> _What is required_:
Return the records below from the line containing "use sqlx::FromRow;" onward, exactly, through and including the last line.

--- Material provided Enclosed Below ---

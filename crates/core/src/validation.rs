//! Field-level validation primitives shared by the entity rules.
//!
//! Rules collect every failure instead of stopping at the first one so a form
//! can be re-displayed with all of its problems at once.

use std::fmt;

use serde::Serialize;

/// A single failed rule on a named field.
#[derive(Debug, Clone, PartialEq, Eq, Serialize)]
pub struct FieldError {
    pub field: &'static str,
    pub message: String,
}

/// The full set of rule failures for one draft.
#[derive(Debug, Clone, Default, PartialEq, Eq, Serialize)]
#[serde(transparent)]
pub struct ValidationErrors(Vec<FieldError>);

impl ValidationErrors {
    pub fn new() -> Self {
        Self::default()
    }

    pub fn add(&mut self, field: &'static str, message: impl Into<String>) {
        self.0.push(FieldError {
            field,
            message: message.into(),
        });
    }

    pub fn is_empty(&self) -> bool {
        self.0.is_empty()
    }

    pub fn len(&self) -> usize {
        self.0.len()
    }

    /// Whether any failure is recorded against `field`.
    pub fn has(&self, field: &str) -> bool {
        self.0.iter().any(|e| e.field == field)
    }

    pub fn iter(&self) -> impl Iterator<Item = &FieldError> {
        self.0.iter()
    }

    /// `Ok(())` when nothing failed, otherwise the collected errors.
    pub fn into_result(self) -> Result<(), ValidationErrors> {
        if self.is_empty() {
            Ok(())
        } else {
            Err(self)
        }
    }
}

impl fmt::Display for ValidationErrors {
    fn fmt(&self, f: &mut fmt::Formatter<'_>) -> fmt::Result {
        let messages: Vec<&str> = self.0.iter().map(|e| e.message.as_str()).collect();
        f.write_str(&messages.join(", "))
    }
}

/// Absent, empty, and whitespace-only values are all blank.
pub fn is_blank(value: Option<&str>) -> bool {
    value.map_or(true, |v| v.trim().is_empty())
}

/// Record "`{label}` can't be blank" when `value` is blank.
pub fn check_presence(
    errors: &mut ValidationErrors,
    field: &'static str,
    label: &str,
    value: Option<&str>,
) {
    if is_blank(value) {
        errors.add(field, format!("{label} can't be blank"));
    }
}

/// Record a length failure when the character count of `value` falls outside
/// `min..=max`. Absent values are left to [`check_presence`].
pub fn check_char_length(
    errors: &mut ValidationErrors,
    field: &'static str,
    label: &str,
    value: Option<&str>,
    min: usize,
    max: usize,
) {
    let Some(value) = value else {
        return;
    };
    let count = value.chars().count();
    if count < min {
        errors.add(
            field,
            format!("{label} is too short (minimum is {min} characters)"),
        );
    } else if count > max {
        errors.add(
            field,
            format!("{label} is too long (maximum is {max} characters)"),
        );
    }
}
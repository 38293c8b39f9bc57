//! Answer entity model.

use qna_core::types::{DbId, Timestamp};
use serde::Serialize;
use sqlx::FromRow;

/// An answer row from the `answers` table.
#[derive(Debug, Clone, PartialEq, Eq, FromRow, Serialize)]
pub struct Answer {
    pub id: DbId,
    pub body: String,
    pub question_id: DbId,
    pub user_id: DbId,
    pub created_at: Timestamp,
    pub updated_at: Timestamp,
}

--- End of Enclosed Material provided ---

> _Your response_:
use sqlx::FromRow;

/// An answer row from the `answers` table.
#[derive(Debug, Clone, PartialEq, Eq, FromRow, Serialize)]
pub struct Answer {
    pub id: DbId,
    pub body: String,
    pub question_id: DbId,
    pub user_id: DbId,
    pub created_at: Timestamp,
    pub updated_at: Timestamp,
}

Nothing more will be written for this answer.